## Supplied data
━━━━━━
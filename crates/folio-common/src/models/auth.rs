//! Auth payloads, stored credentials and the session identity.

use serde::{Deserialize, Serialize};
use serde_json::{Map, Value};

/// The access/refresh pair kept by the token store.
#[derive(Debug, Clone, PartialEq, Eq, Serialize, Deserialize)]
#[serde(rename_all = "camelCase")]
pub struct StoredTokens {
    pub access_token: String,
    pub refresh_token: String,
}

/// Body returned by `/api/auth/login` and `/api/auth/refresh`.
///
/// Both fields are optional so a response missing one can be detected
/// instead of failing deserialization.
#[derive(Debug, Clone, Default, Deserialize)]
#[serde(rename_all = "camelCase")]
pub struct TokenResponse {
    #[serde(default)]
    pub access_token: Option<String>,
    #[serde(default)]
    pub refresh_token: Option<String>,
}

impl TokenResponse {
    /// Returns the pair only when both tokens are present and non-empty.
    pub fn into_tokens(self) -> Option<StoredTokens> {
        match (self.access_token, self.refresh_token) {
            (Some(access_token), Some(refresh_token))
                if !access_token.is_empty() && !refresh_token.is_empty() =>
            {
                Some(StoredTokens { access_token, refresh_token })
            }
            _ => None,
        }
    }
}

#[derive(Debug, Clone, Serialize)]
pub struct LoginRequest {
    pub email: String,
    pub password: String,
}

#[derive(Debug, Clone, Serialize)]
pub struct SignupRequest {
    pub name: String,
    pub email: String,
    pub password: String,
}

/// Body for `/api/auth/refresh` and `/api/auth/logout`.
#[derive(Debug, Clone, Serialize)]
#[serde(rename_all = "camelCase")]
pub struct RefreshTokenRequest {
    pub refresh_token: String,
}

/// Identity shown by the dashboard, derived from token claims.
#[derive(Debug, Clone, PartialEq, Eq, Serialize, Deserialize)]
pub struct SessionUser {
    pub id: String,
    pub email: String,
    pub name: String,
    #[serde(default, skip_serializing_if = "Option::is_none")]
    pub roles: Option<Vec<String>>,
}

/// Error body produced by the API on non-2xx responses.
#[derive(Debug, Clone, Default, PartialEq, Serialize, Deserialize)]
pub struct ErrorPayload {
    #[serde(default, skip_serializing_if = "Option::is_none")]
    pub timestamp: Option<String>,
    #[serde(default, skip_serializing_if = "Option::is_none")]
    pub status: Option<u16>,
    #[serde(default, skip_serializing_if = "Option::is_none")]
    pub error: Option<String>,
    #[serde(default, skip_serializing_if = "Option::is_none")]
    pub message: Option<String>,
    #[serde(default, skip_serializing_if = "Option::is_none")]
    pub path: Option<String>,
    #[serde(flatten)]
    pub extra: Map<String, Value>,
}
━━━━━━
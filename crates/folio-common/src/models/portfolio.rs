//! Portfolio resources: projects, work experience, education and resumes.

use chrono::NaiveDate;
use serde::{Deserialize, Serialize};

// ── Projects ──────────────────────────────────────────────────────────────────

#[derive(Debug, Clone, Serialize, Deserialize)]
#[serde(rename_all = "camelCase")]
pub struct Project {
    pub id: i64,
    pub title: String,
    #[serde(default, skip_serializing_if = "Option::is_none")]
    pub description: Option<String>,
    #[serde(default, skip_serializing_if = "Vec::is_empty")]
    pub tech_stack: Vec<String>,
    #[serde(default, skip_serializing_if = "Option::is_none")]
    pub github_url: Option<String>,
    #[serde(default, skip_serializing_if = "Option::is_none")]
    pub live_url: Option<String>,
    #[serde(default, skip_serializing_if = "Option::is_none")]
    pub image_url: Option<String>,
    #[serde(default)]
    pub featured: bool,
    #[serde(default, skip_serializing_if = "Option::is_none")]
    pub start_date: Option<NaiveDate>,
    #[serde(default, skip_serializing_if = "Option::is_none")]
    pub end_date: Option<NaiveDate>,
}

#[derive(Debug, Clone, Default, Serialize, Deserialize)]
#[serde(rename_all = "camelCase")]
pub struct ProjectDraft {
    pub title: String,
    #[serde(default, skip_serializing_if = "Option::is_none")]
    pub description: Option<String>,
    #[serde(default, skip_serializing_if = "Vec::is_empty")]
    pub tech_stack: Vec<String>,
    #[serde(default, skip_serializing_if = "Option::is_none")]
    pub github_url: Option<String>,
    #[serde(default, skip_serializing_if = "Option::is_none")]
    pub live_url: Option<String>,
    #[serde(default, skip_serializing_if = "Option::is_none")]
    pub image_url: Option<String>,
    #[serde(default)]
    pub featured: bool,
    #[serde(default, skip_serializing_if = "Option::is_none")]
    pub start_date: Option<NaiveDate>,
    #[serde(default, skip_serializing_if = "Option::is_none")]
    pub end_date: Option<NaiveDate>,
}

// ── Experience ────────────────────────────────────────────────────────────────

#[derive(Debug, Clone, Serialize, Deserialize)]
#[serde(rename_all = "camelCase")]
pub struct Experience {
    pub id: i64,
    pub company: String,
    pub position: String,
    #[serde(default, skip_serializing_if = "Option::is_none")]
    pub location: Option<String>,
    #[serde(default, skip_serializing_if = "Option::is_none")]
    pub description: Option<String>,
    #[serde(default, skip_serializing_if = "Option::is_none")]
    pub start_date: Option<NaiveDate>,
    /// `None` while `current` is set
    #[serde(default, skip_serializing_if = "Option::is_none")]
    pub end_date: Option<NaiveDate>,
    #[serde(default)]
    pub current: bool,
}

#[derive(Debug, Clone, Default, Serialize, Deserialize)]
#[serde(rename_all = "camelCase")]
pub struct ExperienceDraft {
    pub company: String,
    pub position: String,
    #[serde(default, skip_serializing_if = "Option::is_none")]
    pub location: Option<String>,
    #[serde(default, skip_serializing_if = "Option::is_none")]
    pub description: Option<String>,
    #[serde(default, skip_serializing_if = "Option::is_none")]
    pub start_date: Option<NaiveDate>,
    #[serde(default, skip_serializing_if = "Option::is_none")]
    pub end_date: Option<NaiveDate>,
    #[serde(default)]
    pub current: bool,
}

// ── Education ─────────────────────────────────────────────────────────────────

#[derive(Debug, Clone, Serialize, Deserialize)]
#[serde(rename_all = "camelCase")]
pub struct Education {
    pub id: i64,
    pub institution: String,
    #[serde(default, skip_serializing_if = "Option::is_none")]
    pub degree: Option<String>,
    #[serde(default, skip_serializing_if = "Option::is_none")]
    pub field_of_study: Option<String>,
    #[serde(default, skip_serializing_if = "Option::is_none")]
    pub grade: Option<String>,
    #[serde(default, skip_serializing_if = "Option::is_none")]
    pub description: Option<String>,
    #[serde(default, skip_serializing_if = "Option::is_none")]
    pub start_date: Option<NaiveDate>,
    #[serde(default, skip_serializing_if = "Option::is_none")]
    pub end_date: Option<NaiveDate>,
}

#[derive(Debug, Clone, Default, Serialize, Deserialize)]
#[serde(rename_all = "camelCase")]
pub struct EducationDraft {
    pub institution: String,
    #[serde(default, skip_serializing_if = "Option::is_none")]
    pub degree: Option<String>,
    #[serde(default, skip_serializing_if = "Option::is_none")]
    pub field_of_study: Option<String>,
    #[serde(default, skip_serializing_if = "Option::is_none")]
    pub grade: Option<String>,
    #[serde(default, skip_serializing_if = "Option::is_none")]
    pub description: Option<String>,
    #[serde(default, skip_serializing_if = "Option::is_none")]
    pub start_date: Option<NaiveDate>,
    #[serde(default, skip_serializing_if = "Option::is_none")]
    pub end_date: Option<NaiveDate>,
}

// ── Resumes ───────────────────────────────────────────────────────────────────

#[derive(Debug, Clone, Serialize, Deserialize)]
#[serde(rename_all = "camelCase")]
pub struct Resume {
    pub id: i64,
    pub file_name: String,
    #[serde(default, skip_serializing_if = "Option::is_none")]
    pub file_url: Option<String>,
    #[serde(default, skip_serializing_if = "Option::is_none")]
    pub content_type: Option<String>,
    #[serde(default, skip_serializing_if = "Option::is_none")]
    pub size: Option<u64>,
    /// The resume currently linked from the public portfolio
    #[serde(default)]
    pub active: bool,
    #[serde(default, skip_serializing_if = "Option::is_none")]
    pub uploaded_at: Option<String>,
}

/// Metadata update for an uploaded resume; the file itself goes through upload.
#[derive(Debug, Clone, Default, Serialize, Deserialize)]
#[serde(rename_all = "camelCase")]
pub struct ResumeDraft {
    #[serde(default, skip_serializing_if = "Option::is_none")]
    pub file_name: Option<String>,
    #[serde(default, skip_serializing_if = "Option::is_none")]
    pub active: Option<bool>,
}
━━━━━━
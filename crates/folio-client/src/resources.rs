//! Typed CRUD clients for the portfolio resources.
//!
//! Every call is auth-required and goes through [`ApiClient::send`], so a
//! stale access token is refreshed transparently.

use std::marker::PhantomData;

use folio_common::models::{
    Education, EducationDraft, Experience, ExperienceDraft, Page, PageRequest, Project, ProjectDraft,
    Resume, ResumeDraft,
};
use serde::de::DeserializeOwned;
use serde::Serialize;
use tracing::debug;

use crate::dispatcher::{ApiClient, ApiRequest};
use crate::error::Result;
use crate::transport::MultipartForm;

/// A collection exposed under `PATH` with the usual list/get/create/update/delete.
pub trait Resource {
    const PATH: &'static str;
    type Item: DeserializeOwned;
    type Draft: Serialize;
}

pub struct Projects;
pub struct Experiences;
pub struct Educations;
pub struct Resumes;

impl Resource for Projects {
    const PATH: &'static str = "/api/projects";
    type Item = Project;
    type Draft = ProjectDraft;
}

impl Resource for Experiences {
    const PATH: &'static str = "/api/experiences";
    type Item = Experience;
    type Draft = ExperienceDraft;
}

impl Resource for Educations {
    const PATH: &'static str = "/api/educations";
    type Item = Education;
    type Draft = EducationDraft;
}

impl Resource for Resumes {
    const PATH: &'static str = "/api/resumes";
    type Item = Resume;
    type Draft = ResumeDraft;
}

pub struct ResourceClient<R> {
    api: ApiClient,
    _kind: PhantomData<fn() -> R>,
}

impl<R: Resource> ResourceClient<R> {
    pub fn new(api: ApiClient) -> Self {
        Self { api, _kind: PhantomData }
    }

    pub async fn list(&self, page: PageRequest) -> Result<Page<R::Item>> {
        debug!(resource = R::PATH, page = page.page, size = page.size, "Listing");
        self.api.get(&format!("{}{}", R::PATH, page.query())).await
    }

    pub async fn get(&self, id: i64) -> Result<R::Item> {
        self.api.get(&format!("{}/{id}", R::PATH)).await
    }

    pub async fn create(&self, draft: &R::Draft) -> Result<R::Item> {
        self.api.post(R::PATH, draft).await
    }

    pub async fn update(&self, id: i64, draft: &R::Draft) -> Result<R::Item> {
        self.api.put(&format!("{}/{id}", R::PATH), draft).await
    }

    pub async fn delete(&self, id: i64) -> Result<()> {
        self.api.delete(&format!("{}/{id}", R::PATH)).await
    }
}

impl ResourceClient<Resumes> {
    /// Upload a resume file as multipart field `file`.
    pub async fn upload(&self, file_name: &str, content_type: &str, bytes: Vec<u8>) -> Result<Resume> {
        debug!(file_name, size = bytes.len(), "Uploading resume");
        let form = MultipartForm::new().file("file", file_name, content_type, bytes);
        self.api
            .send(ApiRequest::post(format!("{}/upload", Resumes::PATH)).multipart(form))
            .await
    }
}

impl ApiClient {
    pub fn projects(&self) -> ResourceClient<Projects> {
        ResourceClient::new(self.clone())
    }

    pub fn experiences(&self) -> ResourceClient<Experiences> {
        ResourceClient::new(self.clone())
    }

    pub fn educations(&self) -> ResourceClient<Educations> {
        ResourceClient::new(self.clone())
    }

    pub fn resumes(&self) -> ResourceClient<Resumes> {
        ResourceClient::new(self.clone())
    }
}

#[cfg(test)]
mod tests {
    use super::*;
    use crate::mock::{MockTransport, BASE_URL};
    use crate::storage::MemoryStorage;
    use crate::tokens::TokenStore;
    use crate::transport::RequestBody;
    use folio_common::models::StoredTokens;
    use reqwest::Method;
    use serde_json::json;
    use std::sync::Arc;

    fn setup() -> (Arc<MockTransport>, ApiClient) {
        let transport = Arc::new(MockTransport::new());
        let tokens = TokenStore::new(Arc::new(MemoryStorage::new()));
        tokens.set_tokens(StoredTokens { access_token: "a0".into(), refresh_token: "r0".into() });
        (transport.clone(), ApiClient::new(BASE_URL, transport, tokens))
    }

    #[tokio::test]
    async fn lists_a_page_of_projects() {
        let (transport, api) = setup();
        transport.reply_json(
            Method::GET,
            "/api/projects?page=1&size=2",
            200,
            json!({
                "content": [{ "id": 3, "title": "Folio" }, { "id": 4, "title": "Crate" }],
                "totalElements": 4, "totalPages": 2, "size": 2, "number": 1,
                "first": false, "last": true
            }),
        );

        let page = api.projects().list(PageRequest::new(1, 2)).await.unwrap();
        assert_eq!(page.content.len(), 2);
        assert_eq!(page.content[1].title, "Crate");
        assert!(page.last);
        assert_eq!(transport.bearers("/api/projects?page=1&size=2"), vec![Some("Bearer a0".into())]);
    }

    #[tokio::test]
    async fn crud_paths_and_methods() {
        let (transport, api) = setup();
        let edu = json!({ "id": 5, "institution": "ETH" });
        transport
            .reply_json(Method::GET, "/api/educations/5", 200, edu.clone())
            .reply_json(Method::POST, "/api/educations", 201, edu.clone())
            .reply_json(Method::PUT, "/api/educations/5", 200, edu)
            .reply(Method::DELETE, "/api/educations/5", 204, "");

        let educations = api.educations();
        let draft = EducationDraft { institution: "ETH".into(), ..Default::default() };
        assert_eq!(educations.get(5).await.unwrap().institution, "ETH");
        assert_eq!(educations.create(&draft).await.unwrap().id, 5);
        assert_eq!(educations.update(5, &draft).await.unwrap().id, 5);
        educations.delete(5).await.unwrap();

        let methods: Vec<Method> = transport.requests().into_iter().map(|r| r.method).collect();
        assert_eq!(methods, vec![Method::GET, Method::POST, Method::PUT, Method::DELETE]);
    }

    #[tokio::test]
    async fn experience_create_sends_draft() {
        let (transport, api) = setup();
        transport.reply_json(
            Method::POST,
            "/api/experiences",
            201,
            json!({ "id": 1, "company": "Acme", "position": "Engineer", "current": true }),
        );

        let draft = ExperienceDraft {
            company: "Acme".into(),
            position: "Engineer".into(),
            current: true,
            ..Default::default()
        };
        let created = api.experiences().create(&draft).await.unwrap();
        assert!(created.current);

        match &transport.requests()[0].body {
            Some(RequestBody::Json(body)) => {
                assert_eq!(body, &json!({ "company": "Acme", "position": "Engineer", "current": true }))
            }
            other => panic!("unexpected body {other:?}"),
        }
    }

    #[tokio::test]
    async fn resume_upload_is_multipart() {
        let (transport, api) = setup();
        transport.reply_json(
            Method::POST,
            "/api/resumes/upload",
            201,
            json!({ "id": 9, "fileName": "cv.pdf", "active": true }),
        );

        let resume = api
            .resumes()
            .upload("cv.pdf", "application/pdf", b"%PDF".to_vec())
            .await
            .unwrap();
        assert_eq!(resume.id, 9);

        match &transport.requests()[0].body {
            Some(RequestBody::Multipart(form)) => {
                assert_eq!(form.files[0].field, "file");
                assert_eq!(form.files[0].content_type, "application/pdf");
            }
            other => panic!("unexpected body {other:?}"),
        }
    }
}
━━━━━━
## Task instructions
All lines in the listing above from the line containing "filename crates/folio-common/src/models/auth.rs" to the line containing "(Some(access_token), Some(refresh_token))", inclusive, should be retyped exactly; no other lines should appear.

## Your solution
filename crates/folio-common/src/models/auth.rs
//! Auth payloads, stored credentials and the session identity.

use serde::{Deserialize, Serialize};
use serde_json::{Map, Value};

/// The access/refresh pair kept by the token store.
#[derive(Debug, Clone, PartialEq, Eq, Serialize, Deserialize)]
#[serde(rename_all = "camelCase")]
pub struct StoredTokens {
    pub access_token: String,
    pub refresh_token: String,
}

/// Body returned by `/api/auth/login` and `/api/auth/refresh`.
///
/// Both fields are optional so a response missing one can be detected
/// instead of failing deserialization.
#[derive(Debug, Clone, Default, Deserialize)]
#[serde(rename_all = "camelCase")]
pub struct TokenResponse {
    #[serde(default)]
    pub access_token: Option<String>,
    #[serde(default)]
    pub refresh_token: Option<String>,
}

impl TokenResponse {
    /// Returns the pair only when both tokens are present and non-empty.
    pub fn into_tokens(self) -> Option<StoredTokens> {
        match (self.access_token, self.refresh_token) {
            (Some(access_token), Some(refresh_token))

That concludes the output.